REQUIREMENT – Check each line of the entries. Copy the ones that contain the string "DurationMs".

START EXTRACTED MATERIAL

//! The Operator protocol — what one agent does per cycle.

use crate::{content::Content, duration::DurationMs, error::OperatorError, id::*};
use async_trait::async_trait;
use rust_decimal::Decimal;
use serde::{Deserialize, Serialize};
use std::collections::HashMap;

/// What triggers an operator invocation. Informs context assembly — a scheduled trigger
/// means you need to reconstruct everything from state, while a user
/// message carries conversation context naturally.
#[non_exhaustive]
#[derive(Debug, Clone, Serialize, Deserialize, PartialEq)]
#[serde(rename_all = "snake_case")]
pub enum TriggerType {
    /// Human sent a message.
    User,
    /// Another agent assigned a task.
    Task,
    /// Signal from another workflow/agent.
    Signal,
    /// Cron/schedule triggered.
    Schedule,
    /// System event (file change, webhook, etc.).
    SystemEvent,
    /// Future trigger types.
    Custom(String),
}

/// Input to an operator. Everything the operator needs to execute.
///
/// Design decision: OperatorInput does NOT include conversation history
/// or memory contents. The operator runtime reads those from a StateStore
/// during context assembly. OperatorInput carries the *new* information
/// that triggered this invocation — not the accumulated state.
///
/// This keeps the protocol boundary clean: the caller provides what's
/// new, the operator runtime decides how to assemble context from what's
/// new + what's stored.
#[non_exhaustive]
#[derive(Debug, Clone, Serialize, Deserialize)]
pub struct OperatorInput {
    /// The new message/task/signal that triggered this operator invocation.
    pub message: Content,

    /// What caused this operator invocation to start.
    pub trigger: TriggerType,

    /// Session for conversation continuity. If None, the operator is stateless.
    /// The operator runtime uses this to read history from the StateStore.
    pub session: Option<SessionId>,

    /// Configuration for this specific operator execution.
    /// None means "use the operator runtime's defaults."
    pub config: Option<OperatorConfig>,

    /// Opaque metadata that passes through the operator unchanged.
    /// Useful for tracing (trace_id), routing (priority), or
    /// domain-specific context that the protocol doesn't need
    /// to understand.
    #[serde(default)]
    pub metadata: serde_json::Value,
}

/// Per-operator configuration overrides. Every field is optional —
/// None means "use the implementation's default."
#[non_exhaustive]
#[derive(Debug, Clone, Default, Serialize, Deserialize)]
pub struct OperatorConfig {
    /// Maximum iterations of the inner ReAct loop.
    pub max_turns: Option<u32>,

    /// Maximum cost for this operator invocation in USD.
    pub max_cost: Option<Decimal>,

    /// Maximum wall-clock time for this operator invocation.
    pub max_duration: Option<DurationMs>,

    /// Model override (implementation-specific string).
    pub model: Option<String>,

    /// Tool restrictions for this operator invocation.
    /// None = use defaults. Some(list) = only these tools.
    pub allowed_tools: Option<Vec<String>>,

    /// Additional system prompt content to prepend/append.
    /// Does not replace the operator runtime's base identity —
    /// it augments it. Use for per-task instructions.
    pub system_addendum: Option<String>,
}

/// Why an operator invocation ended. The caller needs to know this to decide
/// what happens next (retry? continue? escalate?).
#[non_exhaustive]
#[derive(Debug, Clone, Serialize, Deserialize, PartialEq)]
#[serde(rename_all = "snake_case")]
pub enum ExitReason {
    /// Model produced a final text response (natural completion).
    Complete,
    /// Hit the max_turns limit.
    MaxTurns,
    /// Hit the cost budget.
    BudgetExhausted,
    /// Circuit breaker tripped (consecutive failures).
    CircuitBreaker,
    /// Wall-clock timeout.
    Timeout,
    /// Observer/guardrail halted execution.
    ObserverHalt {
        /// The reason the observer halted execution.
        reason: String,
    },
    /// Unrecoverable error during execution.
    Error,
    /// Future exit reasons.
    Custom(String),
}

/// Output from an operator. Contains the response, metadata about
/// execution, and any side-effects the operator wants executed.
#[non_exhaustive]
#[derive(Debug, Clone, Serialize, Deserialize)]
pub struct OperatorOutput {
    /// The operator's response content.
    pub message: Content,

    /// Why the operator invocation ended.
    pub exit_reason: ExitReason,

    /// Execution metadata (cost, tokens, timing).
    pub metadata: OperatorMetadata,

    /// Artifact keys the operator wrote or overwrote this invocation.
    ///
    /// DESIGN DECISION: the operator declares *what it produced*, not how
    /// it gets merged into task state. The calling layer (graph executor)
    /// owns the merge — overwrite-on-key, preserve-otherwise. This keeps
    /// the operator free of any notion of "the rest of the task state."
    #[serde(default)]
    pub artifacts: HashMap<String, serde_json::Value>,

    /// The routing target this operator suggests for the next step, if any.
    /// `None` means "let the router decide."
    #[serde(default)]
    pub next_agent: Option<String>,
}

/// Execution metadata. Every field is concrete (not optional) because
/// every operator produces this data. Implementations that can't track
/// a field (e.g., cost for a local model) use zero/default.
#[non_exhaustive]
#[derive(Debug, Clone, Serialize, Deserialize)]
pub struct OperatorMetadata {
    /// Input tokens consumed.
    pub tokens_in: u64,
    /// Output tokens generated.
    pub tokens_out: u64,
    /// Cost in USD.
    pub cost: Decimal,
    /// Number of ReAct loop iterations used.
    pub turns_used: u32,
    /// Record of each tool call made.
    pub tools_called: Vec<ToolCallRecord>,
    /// Wall-clock duration of the operator invocation.
    pub duration: DurationMs,
}

/// Record of a single tool invocation within an operator execution.
#[non_exhaustive]
#[derive(Debug, Clone, Serialize, Deserialize)]
pub struct ToolCallRecord {
    /// Name of the tool that was called.
    pub name: String,
    /// How long the tool call took.
    pub duration: DurationMs,
    /// Whether the call succeeded.
    pub success: bool,
}

impl Default for OperatorMetadata {
    fn default() -> Self {
        Self {
            tokens_in: 0,
            tokens_out: 0,
            cost: Decimal::ZERO,
            turns_used: 0,
            tools_called: vec![],
            duration: DurationMs::ZERO,
        }
    }
}

impl OperatorInput {
    /// Create a new OperatorInput with required fields.
    pub fn new(message: Content, trigger: TriggerType) -> Self {
        Self {
            message,
            trigger,
            session: None,
            config: None,
            metadata: serde_json::Value::Null,
        }
    }
}

impl OperatorOutput {
    /// Create a new OperatorOutput with required fields.
    pub fn new(message: Content, exit_reason: ExitReason) -> Self {
        Self {
            message,
            exit_reason,
            metadata: OperatorMetadata::default(),
            artifacts: HashMap::new(),
            next_agent: None,
        }
    }
}

impl ToolCallRecord {
    /// Create a new ToolCallRecord.
    pub fn new(name: impl Into<String>, duration: DurationMs, success: bool) -> Self {
        Self {
            name: name.into(),
            duration,
            success,
        }
    }
}

// ━━━━━━━━━━━━━━━━━━━━━━━━━━━━━━━━━━━━━━━━━━━━━━━━━━━━━━━━
// THE TRAIT
// ━━━━━━━━━━━━━━━━━━━━━━━━━━━━━━━━━━━━━━━━━━━━━━━━━━━━━━━━

/// Protocol ① — The Operator
///
/// What one agent does per cycle. Receives input, assembles context,
/// reasons (model call), acts (tool execution), produces output.
///
/// The ReAct while-loop, the agentic loop, the augmented LLM —
/// whatever you call it, this trait is its boundary.
///
/// Implementations:
/// - `ReactOperator` (full-featured operator with tools + context mgmt)
/// - `SingleShotOperator` (minimal, no tools)
/// - A human-in-the-loop adapter (waits for human input)
/// - A mock (for testing)
///
/// The trait is intentionally one method. The operator is atomic from the
/// outside — you send input, you get output. Everything that happens
/// inside (how many model calls, how many tool uses, what context
/// strategy) is the implementation's concern.
#[async_trait]
pub trait Operator: Send + Sync {
    /// Execute a single operator invocation.
    ///
    /// The operator runtime:
    /// 1. Assembles context (identity + history + memory + tools)
    /// 2. Runs the ReAct loop (reason → act → observe → repeat)
    /// 3. Returns the output + effects
    ///
    /// The operator MAY read from a StateStore during context assembly.
    /// The operator MUST NOT write to external state directly — it
    /// returns artifacts and a suggested next step in the output, and the
    /// graph executor owns merging that into task state.
    async fn execute(&self, input: OperatorInput) -> Result<OperatorOutput, OperatorError>;
}
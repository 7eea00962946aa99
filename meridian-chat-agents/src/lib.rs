#![deny(missing_docs)]
//! Concrete chat sub-agents: `learning`, `productivity`, `utility`.
//!
//! Each is a [`meridian_op_react::ReactOperator`] (the ReAct agent node,
//! C4) carrying its own tool set, adapted to the graph executor's `Node`
//! contract by [`adapter::OperatorNode`]. Grounded on the source
//! repository's Personal Secretary sub-agents.

pub mod adapter;
pub mod classifier;
pub mod nodes;
pub mod tools;

pub use adapter::{HistoryStore, OperatorNode};
pub use classifier::SingleShotClassifier;
pub use nodes::{learning_node, productivity_node, utility_node};
//! Stream Adapter (C9): converts executor events into an ordered, typed
//! chunk sequence delivered over a bounded channel.

use serde::Serialize;

/// Depth of the bounded channel `stream()` delivers chunks over. A slow
/// consumer throttles the producing task rather than buffering unboundedly.
pub const CHANNEL_DEPTH: usize = 16;

/// One item in an executor's output stream.
///
/// Ordering guarantees: `Start` is always first, `Done` is always last
/// and is the only terminal chunk; `Token` chunks between two `Data`
/// chunks belong to the node that produced the later `Data`.
#[derive(Debug, Clone, PartialEq, Serialize)]
#[serde(tag = "type", rename_all = "snake_case")]
pub enum Chunk {
    /// Emitted exactly once, first.
    Start {
        /// Task identifier.
        task_id: String,
        /// Correlation id propagated to every A2A message for this task.
        correlation_id: String,
    },
    /// A partial LLM output fragment. Only emitted when the underlying
    /// call itself streams; ordering within one node is preserved.
    Token {
        /// Node currently executing.
        node: String,
        /// UTF-8 text fragment.
        text: String,
    },
    /// Emitted when a node completes.
    Data {
        /// Node that completed.
        node: String,
        /// Summary of artifacts the node produced or touched.
        artifact_summary: serde_json::Value,
    },
    /// Carries a failure that does not necessarily end the stream.
    Error {
        /// Short machine-readable tag.
        kind: String,
        /// Human-readable detail.
        message: String,
    },
    /// Emitted exactly once, last.
    Done {
        /// Final task status (`completed`, `failed`, `cancelled`).
        status: String,
    },
}

impl Chunk {
    /// Whether this chunk must be the last one in a stream.
    pub fn is_terminal(&self) -> bool {
        matches!(self, Chunk::Done { .. })
    }
}

#[cfg(test)]
mod tests {
    use super::*;

    #[test]
    fn only_done_is_terminal() {
        assert!(!Chunk::Start {
            task_id: "t".into(),
            correlation_id: "c".into()
        }
        .is_terminal());
        assert!(Chunk::Done {
            status: "completed".into()
        }
        .is_terminal());
    }

    #[test]
    fn serializes_with_type_tag() {
        let chunk = Chunk::Data {
            node: "utility".into(),
            artifact_summary: serde_json::json!({"keys": []}),
        };
        let value = serde_json::to_value(&chunk).unwrap();
        assert_eq!(value["type"], serde_json::json!("data"));
        assert_eq!(value["node"], serde_json::json!("utility"));
    }

    #[test]
    fn done_serializes_with_status() {
        let chunk = Chunk::Done {
            status: "cancelled".into(),
        };
        let value = serde_json::to_value(&chunk).unwrap();
        assert_eq!(value["type"], serde_json::json!("done"));
        assert_eq!(value["status"], serde_json::json!("cancelled"));
    }
}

END EXTRACTED MATERIAL

YOUR RESPONSE –
use crate::{content::Content, duration::DurationMs, error::OperatorError, id::*};
    pub max_duration: Option<DurationMs>,
    pub duration: DurationMs,
    pub duration: DurationMs,
            duration: DurationMs::ZERO,
    pub fn new(name: impl Into<String>, duration: DurationMs, success: bool) -> Self {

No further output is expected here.